What is needed ->
Once the line containing "assert_eq!(copy.racket, original.racket);" is found in the entries below, restate it and each following line word for word, stopping after the line containing "--config, --backend, --data-dir)".

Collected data
= Beginning of Section =
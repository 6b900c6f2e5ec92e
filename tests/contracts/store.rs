//! CombinationStore contract, run against both backends.

use std::path::Path;

use tempfile::tempdir;

use racketbook::domain::entities::NewCombination;
use racketbook::domain::ports::decode_snapshot;
use racketbook::domain::value_objects::timestamp;
use racketbook::infrastructure::{JsonCombinationStore, SqliteCombinationStore};
use racketbook::{CombinationDraft, CombinationId, CombinationStore, StoreError};

type Opener = fn(&Path) -> Box<dyn CombinationStore>;

fn open_json(dir: &Path) -> Box<dyn CombinationStore> {
    Box::new(JsonCombinationStore::in_dir(dir))
}

fn open_sqlite(dir: &Path) -> Box<dyn CombinationStore> {
    Box::new(SqliteCombinationStore::in_dir(dir).expect("open sqlite store"))
}

const BACKENDS: [(&str, Opener); 2] = [("json", open_json), ("sqlite", open_sqlite)];

/// Run `check` once per backend, each in its own directory.
fn for_each_backend(check: impl Fn(&str, &Path, Opener)) {
    for (name, open) in BACKENDS {
        let dir = tempdir().unwrap();
        check(name, dir.path(), open);
    }
}

fn new_combo(racket: &str) -> NewCombination {
    NewCombination::new(
        CombinationDraft::new("Attacker", racket, "Tenergy 05")
            .with_rubber_back("Tenergy 64")
            .with_notes("league night"),
        timestamp::now(),
    )
}

#[test]
fn contract_new_store_is_empty() {
    for_each_backend(|name, dir, open| {
        let store = open(dir);
        assert!(store.list_all().unwrap().is_empty(), "{name}");
        assert_eq!(store.backend_name(), name);

        let blob = store.export_snapshot().unwrap();
        assert!(decode_snapshot(&blob).unwrap().is_empty(), "{name}");
    });
}

#[test]
fn contract_ids_increase_and_list_is_newest_first() {
    for_each_backend(|name, dir, open| {
        let store = open(dir);
        let a = store.save(&new_combo("VISCARIA")).unwrap();
        let b = store.save(&new_combo("ALC")).unwrap();
        let c = store.save(&new_combo("ZLC")).unwrap();
        assert!(a.id < b.id && b.id < c.id, "{name}");

        let rackets: Vec<String> = store
            .list_all()
            .unwrap()
            .into_iter()
            .map(|combo| combo.racket)
            .collect();
        assert_eq!(rackets, ["ZLC", "ALC", "VISCARIA"], "{name}");
    });
}

#[test]
fn contract_saved_fields_round_trip() {
    for_each_backend(|name, dir, open| {
        let store = open(dir);
        let draft = CombinationDraft::new("攻撃型", "張継科 ALC", "キョウヒョウ")
            .with_rubber_back("")
            .with_notes("裏ソフト");
        let saved = store
            .save(&NewCombination::new(draft.clone(), timestamp::now()))
            .unwrap();

        let listed = store.list_all().unwrap();
        assert_eq!(listed, vec![saved.clone()], "{name}");
        assert_eq!(listed[0].playstyle, draft.playstyle);
        assert_eq!(listed[0].rubber_back, "");
        assert_eq!(listed[0].notes, "裏ソフト");
    });
}

#[test]
fn contract_records_survive_reopen() {
    for_each_backend(|name, dir, open| {
        let saved = open(dir).save(&new_combo("VISCARIA")).unwrap();
        let reopened = open(dir);
        assert_eq!(reopened.list_all().unwrap(), vec![saved], "{name}");
    });
}

#[test]
fn contract_delete_reports_presence() {
    for_each_backend(|name, dir, open| {
        let store = open(dir);
        let keep = store.save(&new_combo("VISCARIA")).unwrap();
        let gone = store.save(&new_combo("ALC")).unwrap();

        assert!(store.delete(gone.id).unwrap(), "{name}");
        assert!(!store.delete(gone.id).unwrap(), "{name}");
        assert!(!store.delete(CombinationId::new(999)).unwrap(), "{name}");
        assert_eq!(store.list_all().unwrap(), vec![keep], "{name}");
    });
}

#[test]
fn contract_ids_stay_unique_after_delete() {
    for_each_backend(|name, dir, open| {
        let store = open(dir);
        let first = store.save(&new_combo("VISCARIA")).unwrap();
        let middle = store.save(&new_combo("ALC")).unwrap();
        let last = store.save(&new_combo("ZLC")).unwrap();
        store.delete(middle.id).unwrap();

        let next = store.save(&new_combo("Carbon Speed")).unwrap();
        assert!(next.id > last.id, "{name}");
        assert_ne!(next.id, first.id);

        let mut ids: Vec<CombinationId> = store.list_all().unwrap().iter().map(|c| c.id).collect();
        ids.sort();
        ids.dedup();
        assert_eq!(ids.len(), 3, "{name}");
    });
}

#[test]
fn contract_newest_id_is_not_reused_after_delete() {
    for_each_backend(|name, dir, open| {
        let store = open(dir);
        store.save(&new_combo("VISCARIA")).unwrap();
        let newest = store.save(&new_combo("ALC")).unwrap();
        assert!(store.delete(newest.id).unwrap(), "{name}");

        let next = store.save(&new_combo("Carbon Speed")).unwrap();
        assert!(next.id > newest.id, "{name}: {} reused", next.id);

        drop(store);
        let reopened = open(dir);
        let after = reopened.save(&new_combo("ZLC")).unwrap();
        assert!(after.id > next.id, "{name}");
    });
}

#[test]
fn contract_duplicate_is_a_later_copy() {
    for_each_backend(|name, dir, open| {
        let store = open(dir);
        let original = store.save(&new_combo("VISCARIA")).unwrap();
        let copy = store.duplicate(original.id).unwrap();

        assert!(copy.id > original.id, "{name}");
        assert!(copy.saved_at > original.saved_at, "{name}");
        assert_eq!(copy.racket, original.racket);
        assert_eq!(copy.rubber_front, original.rubber_front);
        assert_eq!(copy.rubber_back, original.rubber_back);
        assert_eq!(copy.notes, original.notes);

        let listed = store.list_all().unwrap();
        assert_eq!(listed, vec![copy, original], "{name}");
    });
}

#[test]
fn contract_duplicate_of_missing_id_is_not_found() {
    for_each_backend(|name, dir, open| {
        let store = open(dir);
        let id = CombinationId::new(42);
        assert_eq!(
            store.duplicate(id),
            Err(StoreError::NotFound { id }),
            "{name}"
        );
        assert!(store.list_all().unwrap().is_empty(), "{name}");
    });
}

#[test]
fn contract_export_matches_listing() {
    for_each_backend(|name, dir, open| {
        let store = open(dir);
        store.save(&new_combo("VISCARIA")).unwrap();
        store.save(&new_combo("ALC")).unwrap();

        let blob = store.export_snapshot().unwrap();
        assert!(std::str::from_utf8(&blob).unwrap().contains("\n  "), "{name}: not pretty");
        assert_eq!(decode_snapshot(&blob).unwrap(), store.list_all().unwrap(), "{name}");
    });
}
//! CLI Argument Parsing
//!
//! This module defines the CLI interface using clap.
//!
//! ## Design Notes
//!
//! - Global flags (--json, --color, --verbose, --config, --backend, --data-dir)
//!   are inherited by all subcommands
//! - Without a subcommand the interactive form runs when stdin is a terminal

use std::path::PathBuf;

use clap::{Parser, Subcommand};

use crate::config::StorageBackend;
use crate::domain::value_objects::CombinationId;

#[derive(clap::ValueEnum, Debug, Clone, Copy, PartialEq, Eq)]
pub enum ColorWhen {
    Auto,
    Always,
    Never,
}

#[derive(clap::ValueEnum, Debug, Clone, Copy, PartialEq, Eq)]
pub enum BackendArg {
    Json,
    Sqlite,
}

impl From<BackendArg> for StorageBackend {
    fn from(arg: BackendArg) -> Self {
        match arg {
            BackendArg::Json => StorageBackend::Json,
            BackendArg::Sqlite => StorageBackend::Sqlite,
        }
    }
}

/// racketbook - table-tennis equipment notebook
#[derive(Parser, Debug)]
#[command(name = "racketbook")]
#[command(author, version, about, long_about = None)]
#[command(after_help = "Run 'racketbook' without arguments for the interactive form.")]
pub struct Cli {
    /// Print one JSON document instead of text
    #[arg(long, global = true)]
    pub json: bool,

    /// Color output mode
    #[arg(long, global = true, value_enum)]
    pub color: Option<ColorWhen>,

    /// Verbosity level (-v, -vv)
    #[arg(short, long, action = clap::ArgAction::Count, global = true)]
    pub verbose: u8,

    /// Configuration file (skips project/user config discovery)
    #[arg(long, global = true, value_name = "PATH")]
    pub config: Option<PathBuf>,

    /// Storage backend override
    #[arg(long, global = true, value_enum)]
    pub backend: Option<BackendArg>,

    /// Data directory override
    #[arg(long, global = true, value_name = "PATH")]
    pub data_dir: Option<PathBuf>,

    #[command(subcommand)]
    pub command: Option<Commands>,
}

#[derive(Subcommand, Debug)]
pub enum Commands {
    /// Suggest a racket and rubbers for a playstyle
    Suggest {
        /// Playstyle (attacker, defender, all-round, counter, two-winged, other)
        playstyle: String,

        /// Pick the N-th catalog entry (1-based) instead of a random one
        #[arg(long, value_name = "N", value_parser = clap::value_parser!(u32).range(1..))]
        pick: Option<u32>,

        /// Save the suggestion right away
        #[arg(long)]
        save: bool,

        /// Notes to store with a saved suggestion
        #[arg(long, requires = "save")]
        notes: Option<String>,
    },

    /// Save a combination
    Save {
        #[arg(long)]
        playstyle: String,

        #[arg(long)]
        racket: String,

        /// Forehand (front) rubber
        #[arg(long)]
        front: String,

        /// Backhand (back) rubber
        #[arg(long, default_value = "")]
        back: String,

        #[arg(long, default_value = "")]
        notes: String,
    },

    /// Show the most recently saved combinations
    List {
        /// How many to show (defaults to display.recent_limit)
        #[arg(short = 'n', long)]
        limit: Option<usize>,
    },

    /// Delete a saved combination
    Delete {
        id: CombinationId,
    },

    /// Save a copy of an existing combination
    Duplicate {
        id: CombinationId,
    },

    /// Export every saved combination as JSON
    Export {
        /// Write to a file instead of stdout
        #[arg(short, long, value_name = "PATH")]
        output: Option<PathBuf>,
    },

    /// Label a racket and rubbers by speed, spin and control
    Classify {
        #[arg(long)]
        racket: String,

        #[arg(long)]
        front: String,

        #[arg(long, default_value = "")]
        back: String,
    },

    /// Show catalog suggestions
    Catalog {
        /// Only this playstyle
        playstyle: Option<String>,
    },
}
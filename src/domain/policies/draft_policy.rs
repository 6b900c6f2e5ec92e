//! Draft Policy
//!
//! Required-field rules a draft must satisfy before it is persisted.
//! Whitespace-only values count as empty.

use crate::domain::entities::CombinationDraft;

/// A draft was rejected before reaching storage.
#[derive(Debug, Clone, PartialEq, Eq, thiserror::Error)]
#[error("{field} is required")]
pub struct ValidationError {
    pub field: &'static str,
}

impl ValidationError {
    pub fn missing(field: &'static str) -> Self {
        Self { field }
    }
}

/// Policy for which draft fields must be filled in.
#[derive(Debug, Clone, Copy, Default)]
pub struct DraftPolicy;

impl DraftPolicy {
    /// Check required fields in form order; the first missing one is reported.
    pub fn validate(draft: &CombinationDraft) -> Result<(), ValidationError> {
        let required = [
            ("playstyle", draft.playstyle.as_str()),
            ("racket", draft.racket.as_str()),
            ("rubber_front", draft.rubber_front.as_str()),
        ];

        match required.iter().find(|(_, value)| value.trim().is_empty()) {
            Some((field, _)) => Err(ValidationError::missing(*field)),
            None => Ok(()),
        }
    }
}

#[cfg(test)]
mod tests {
    use super::*;

    #[test]
    fn accepts_draft_without_back_rubber_or_notes() {
        let draft = CombinationDraft::new("Attacker", "ALC", "Tenergy 05");
        assert!(DraftPolicy::validate(&draft).is_ok());
    }

    #[test]
    fn rejects_blank_racket() {
        let draft = CombinationDraft::new("Attacker", "   ", "Tenergy 05");
        let err = DraftPolicy::validate(&draft).unwrap_err();
        assert_eq!(err.field, "racket");
        assert_eq!(err.to_string(), "racket is required");
    }

    #[test]
    fn rejects_blank_front_rubber() {
        let draft = CombinationDraft::new("Attacker", "ALC", "\t");
        assert_eq!(
            DraftPolicy::validate(&draft).unwrap_err(),
            ValidationError::missing("rubber_front")
        );
    }

    #[test]
    fn rejects_blank_playstyle() {
        let draft = CombinationDraft::new("", "ALC", "Tenergy 05");
        assert_eq!(DraftPolicy::validate(&draft).unwrap_err().field, "playstyle");
    }
}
= End of Section =
Exercise solution ->
        assert_eq!(copy.racket, original.racket);
        assert_eq!(copy.rubber_front, original.rubber_front);
        assert_eq!(copy.rubber_back, original.rubber_back);
        assert_eq!(copy.notes, original.notes);

        let listed = store.list_all().unwrap();
        assert_eq!(listed, vec![copy, original], "{name}");
    });
}

#[test]
fn contract_duplicate_of_missing_id_is_not_found() {
    for_each_backend(|name, dir, open| {
        let store = open(dir);
        let id = CombinationId::new(42);
        assert_eq!(
            store.duplicate(id),
            Err(StoreError::NotFound { id }),
            "{name}"
        );
        assert!(store.list_all().unwrap().is_empty(), "{name}");
    });
}

#[test]
fn contract_export_matches_listing() {
    for_each_backend(|name, dir, open| {
        let store = open(dir);
        store.save(&new_combo("VISCARIA")).unwrap();
        store.save(&new_combo("ALC")).unwrap();

        let blob = store.export_snapshot().unwrap();
        assert!(std::str::from_utf8(&blob).unwrap().contains("\n  "), "{name}: not pretty");
        assert_eq!(decode_snapshot(&blob).unwrap(), store.list_all().unwrap(), "{name}");
    });
}
//! CLI Argument Parsing
//!
//! This module defines the CLI interface using clap.
//!
//! ## Design Notes
//!
//! - Global flags (--json, --color, --verbose, --config, --backend, --data-dir)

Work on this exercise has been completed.